__WORK ITEM__
Restate each entry word for word. Keep every detail intact.

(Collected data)
***

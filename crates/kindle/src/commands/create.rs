//! `kindle <directory>` command handler

use anyhow::{Context, Result};
use camino::Utf8Path;
use indicatif::ProgressBar;
use kindle_core::types::{Answers, InvocationContext, KindleConfig, PackageManager};
use kindle_core::ConfigLoader;
use kindle_projects::templates::check_target;
use kindle_projects::{ScaffoldOptions, ScaffoldReport, Scaffolder, Step, StepObserver};
use std::cell::RefCell;

use crate::cli::Cli;
use crate::output;
use crate::prompt::{collect_answers, DialoguerPrompter, Prefilled};

/// Create a new project from the template
pub async fn run(cli: Cli, cwd: &Utf8Path) -> Result<()> {
    // Usage errors surface unwrapped so the top-level handler can recognize them
    let ctx = InvocationContext::resolve(cli.directory.as_deref(), cwd)?;

    let config = load_config(&cli)?;
    tracing::debug!("Using template {}", config.template.url);

    output::framed(&[
        console::style("kindle").bold().to_string(),
        "Vite + React + TypeScript project setup".to_string(),
    ]);
    output::kv("Target", ctx.target().as_str());
    println!();

    // Fail before asking anything when the target cannot be used
    check_target(&ctx).await?;

    let prefilled = Prefilled {
        name: cli.name.clone(),
        description: cli.description.clone(),
        license: cli.license,
    };
    let answers = collect_answers(&prefilled, &mut DialoguerPrompter::new())
        .context("Failed to collect project details")?;
    println!();

    let mut options = ScaffoldOptions::from(&config);
    options.skip_install = cli.skip_install;
    let package_manager = options.package_manager;

    let observer = ProgressObserver::new(package_manager);
    let report = Scaffolder::new(options)
        .run(&ctx, &answers, &observer)
        .await
        .context("Failed to create project")?;

    print_summary(&ctx, &answers, &report, package_manager);
    Ok(())
}

/// Load the config file, then apply flag overrides
fn load_config(cli: &Cli) -> Result<KindleConfig> {
    let mut config = ConfigLoader::new()
        .load(cli.config.as_deref())
        .context("Failed to load configuration")?;
    cli.apply_overrides(&mut config);
    Ok(config)
}

/// Renders pipeline progress: a spinner while cloning, status lines otherwise
struct ProgressObserver {
    package_manager: PackageManager,
    spinner: RefCell<Option<ProgressBar>>,
}

impl ProgressObserver {
    fn new(package_manager: PackageManager) -> Self {
        Self {
            package_manager,
            spinner: RefCell::new(None),
        }
    }

    fn clear_spinner(&self) {
        if let Some(pb) = self.spinner.borrow_mut().take() {
            pb.finish_and_clear();
        }
    }
}

impl StepObserver for ProgressObserver {
    fn on_step_start(&self, step: Step) {
        match step {
            Step::FetchTemplate => {
                *self.spinner.borrow_mut() = Some(output::spinner(&format!("{}...", step)));
            }
            // Install output streams to the terminal, a spinner would garble it
            Step::InstallDependencies => {
                output::info(&format!(
                    "Installing dependencies with {}...",
                    self.package_manager
                ));
            }
            _ => {}
        }
    }

    fn on_step_finished(&self, step: Step) {
        self.clear_spinner();
        output::success(step.description());
    }

    fn on_step_failed(&self, _step: Step, _error: &dyn std::error::Error) {
        self.clear_spinner();
    }
}

/// Commands the user runs next
fn next_steps(
    ctx: &InvocationContext,
    report: &ScaffoldReport,
    package_manager: PackageManager,
) -> Vec<String> {
    let mut steps = Vec::new();
    if !report.is_current_dir {
        steps.push(format!("cd {}", ctx.raw_arg()));
    }
    if !report.dependencies_installed {
        steps.push(package_manager.install_command());
    }
    steps.push(package_manager.run_script("dev"));
    steps
}

fn summary_lines(
    ctx: &InvocationContext,
    answers: &Answers,
    report: &ScaffoldReport,
    package_manager: PackageManager,
) -> Vec<String> {
    let mut lines = vec![
        console::style("Project created successfully").green().bold().to_string(),
        String::new(),
        format!("Location:    {}", report.project_dir),
        format!("Name:        {}", answers.name()),
        format!("Description: {}", answers.description()),
        format!("License:     {}", answers.license()),
        String::new(),
        "Next steps:".to_string(),
    ];
    lines.extend(
        next_steps(ctx, report, package_manager)
            .into_iter()
            .map(|step| format!("  {}", console::style(step).cyan())),
    );
    lines
}

fn print_summary(
    ctx: &InvocationContext,
    answers: &Answers,
    report: &ScaffoldReport,
    package_manager: PackageManager,
) {
    println!();
    output::framed(&summary_lines(ctx, answers, report, package_manager));
}

#[cfg(test)]
mod tests {
    use super::*;
    use kindle_core::types::License;

    fn context(arg: &str) -> InvocationContext {
        InvocationContext::resolve(Some(arg), Utf8Path::new("/work")).unwrap()
    }

    fn report_for(ctx: &InvocationContext, dependencies_installed: bool) -> ScaffoldReport {
        ScaffoldReport {
            project_dir: ctx.target().to_path_buf(),
            is_current_dir: ctx.is_current_dir(),
            dependencies_installed,
        }
    }

    #[test]
    fn test_next_steps_new_directory() {
        let ctx = context("my-app");
        let steps = next_steps(&ctx, &report_for(&ctx, true), PackageManager::Npm);
        assert_eq!(steps, vec!["cd my-app", "npm run dev"]);
    }

    #[test]
    fn test_next_steps_current_directory_has_no_cd() {
        let ctx = context(".");
        let steps = next_steps(&ctx, &report_for(&ctx, true), PackageManager::Npm);
        assert_eq!(steps, vec!["npm run dev"]);
    }

    #[test]
    fn test_next_steps_skipped_install() {
        let ctx = context("apps/web");
        let steps = next_steps(&ctx, &report_for(&ctx, false), PackageManager::Pnpm);
        assert_eq!(steps, vec!["cd apps/web", "pnpm install", "pnpm run dev"]);
    }

    #[test]
    fn test_summary_lines() {
        let ctx = context("my-app");
        let answers = Answers::new("my-app", "demo", License::Apache2).unwrap();
        let report = report_for(&ctx, true);

        let plain: Vec<String> = summary_lines(&ctx, &answers, &report, PackageManager::Npm)
            .iter()
            .map(|l| console::strip_ansi_codes(l).to_string())
            .collect();

        assert!(plain.contains(&"Location:    /work/my-app".to_string()));
        assert!(plain.contains(&"License:     Apache-2.0".to_string()));
        assert_eq!(plain.last().map(String::as_str), Some("  npm run dev"));
    }
}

***

__EXERCISE RESPONSE__
filename crates/kindle/src/commands/create.rs
//! `kindle <directory>` command handler

use anyhow::{Context, Result};
use camino::Utf8Path;
use indicatif::ProgressBar;
use kindle_core::types::{Answers, InvocationContext, KindleConfig, PackageManager};
use kindle_core::ConfigLoader;
use kindle_projects::templates::check_target;
use kindle_projects::{ScaffoldOptions, ScaffoldReport, Scaffolder, Step, StepObserver};
use std::cell::RefCell;

use crate::cli::Cli;
use crate::output;
use crate::prompt::{collect_answers, DialoguerPrompter, Prefilled};

/// Create a new project from the template
pub async fn run(cli: Cli, cwd: &Utf8Path) -> Result<()> {
    // Usage errors surface unwrapped so the top-level handler can recognize them
    let ctx = InvocationContext::resolve(cli.directory.as_deref(), cwd)?;

    let config = load_config(&cli)?;
    tracing::debug!("Using template {}", config.template.url);

    output::framed(&[
        console::style("kindle").bold().to_string(),
        "Vite + React + TypeScript project setup".to_string(),
    ]);
    output::kv("Target", ctx.target().as_str());
    println!();

    // Fail before asking anything when the target cannot be used
    check_target(&ctx).await?;

    let prefilled = Prefilled {
        name: cli.name.clone(),
        description: cli.description.clone(),
        license: cli.license,
    };
    let answers = collect_answers(&prefilled, &mut DialoguerPrompter::new())
        .context("Failed to collect project details")?;
    println!();

    let mut options = ScaffoldOptions::from(&config);
    options.skip_install = cli.skip_install;
    let package_manager = options.package_manager;

    let observer = ProgressObserver::new(package_manager);
    let report = Scaffolder::new(options)
        .run(&ctx, &answers, &observer)
        .await
        .context("Failed to create project")?;

    print_summary(&ctx, &answers, &report, package_manager);
    Ok(())
}

/// Load the config file, then apply flag overrides
fn load_config(cli: &Cli) -> Result<KindleConfig> {
    let mut config = ConfigLoader::new()
        .load(cli.config.as_deref())
        .context("Failed to load configuration")?;
    cli.apply_overrides(&mut config);
    Ok(config)
}

/// Renders pipeline progress: a spinner while cloning, status lines otherwise
struct ProgressObserver {
    package_manager: PackageManager,
    spinner: RefCell<Option<ProgressBar>>,
}

impl ProgressObserver {
    fn new(package_manager: PackageManager) -> Self {
        Self {
            package_manager,
            spinner: RefCell::new(None),
        }
    }

    fn clear_spinner(&self) {
        if let Some(pb) = self.spinner.borrow_mut().take() {
            pb.finish_and_clear();
        }
    }
}

impl StepObserver for ProgressObserver {
    fn on_step_start(&self, step: Step) {
        match step {
            Step::FetchTemplate => {
                *self.spinner.borrow_mut() = Some(output::spinner(&format!("{}...", step)));
            }
            // Install output streams to the terminal, a spinner would garble it
            Step::InstallDependencies => {
                output::info(&format!(
                    "Installing dependencies with {}...",
                    self.package_manager
                ));
            }
            _ => {}
        }
    }

    fn on_step_finished(&self, step: Step) {
        self.clear_spinner();
        output::success(step.description());
    }

    fn on_step_failed(&self, _step: Step, _error: &dyn std::error::Error) {
        self.clear_spinner();
    }
}

/// Commands the user runs next
fn next_steps(
    ctx: &InvocationContext,
    report: &ScaffoldReport,
    package_manager: PackageManager,
) -> Vec<String> {
    let mut steps = Vec::new();
    if !report.is_current_dir {
        steps.push(format!("cd {}", ctx.raw_arg()));
    }
    if !report.dependencies_installed {
        steps.push(package_manager.install_command());
    }
    steps.push(package_manager.run_script("dev"));
    steps
}

fn summary_lines(
    ctx: &InvocationContext,
    answers: &Answers,
    report: &ScaffoldReport,
    package_manager: PackageManager,
) -> Vec<String> {
    let mut lines = vec![
        console::style("Project created successfully").green().bold().to_string(),
        String::new(),
        format!("Location:    {}", report.project_dir),
        format!("Name:        {}", answers.name()),
        format!("Description: {}", answers.description()),
        format!("License:     {}", answers.license()),
        String::new(),
        "Next steps:".to_string(),
    ];
    lines.extend(
        next_steps(ctx, report, package_manager)
            .into_iter()
            .map(|step| format!("  {}", console::style(step).cyan())),
    );
    lines
}

fn print_summary(
    ctx: &InvocationContext,
    answers: &Answers,
    report: &ScaffoldReport,
    package_manager: PackageManager,
) {
    println!();
    output::framed(&summary_lines(ctx, answers, report, package_manager));
}

#[cfg(test)]
mod tests {
    use super::*;
    use kindle_core::types::License;

    fn context(arg: &str) -> InvocationContext {
        InvocationContext::resolve(Some(arg), Utf8Path::new("/work")).unwrap()
    }

    fn report_for(ctx: &InvocationContext, dependencies_installed: bool) -> ScaffoldReport {
        ScaffoldReport {
            project_dir: ctx.target().to_path_buf(),
            is_current_dir: ctx.is_current_dir(),
            dependencies_installed,
        }
    }

    #[test]
    fn test_next_steps_new_directory() {
        let ctx = context("my-app");
        let steps = next_steps(&ctx, &report_for(&ctx, true), PackageManager::Npm);
        assert_eq!(steps, vec!["cd my-app", "npm run dev"]);
    }

    #[test]
    fn test_next_steps_current_directory_has_no_cd() {
        let ctx = context(".");
        let steps = next_steps(&ctx, &report_for(&ctx, true), PackageManager::Npm);
        assert_eq!(steps, vec!["npm run dev"]);
    }

    #[test]
    fn test_next_steps_skipped_install() {
        let ctx = context("apps/web");
        let steps = next_steps(&ctx, &report_for(&ctx, false), PackageManager::Pnpm);
        assert_eq!(steps, vec!["cd apps/web", "pnpm install", "pnpm run dev"]);
    }

    #[test]
    fn test_summary_lines() {
        let ctx = context("my-app");
        let answers = Answers::new("my-app", "demo", License::Apache2).unwrap();
        let report = report_for(&ctx, true);

        let plain: Vec<String> = summary_lines(&ctx, &answers, &report, PackageManager::Npm)
            .iter()
            .map(|l| console::strip_ansi_codes(l).to_string())
            .collect();

        assert!(plain.contains(&"Location:    /work/my-app".to_string()));
        assert!(plain.contains(&"License:     Apache-2.0".to_string()));
        assert_eq!(plain.last().map(String::as_str), Some("  npm run dev"));
    }
}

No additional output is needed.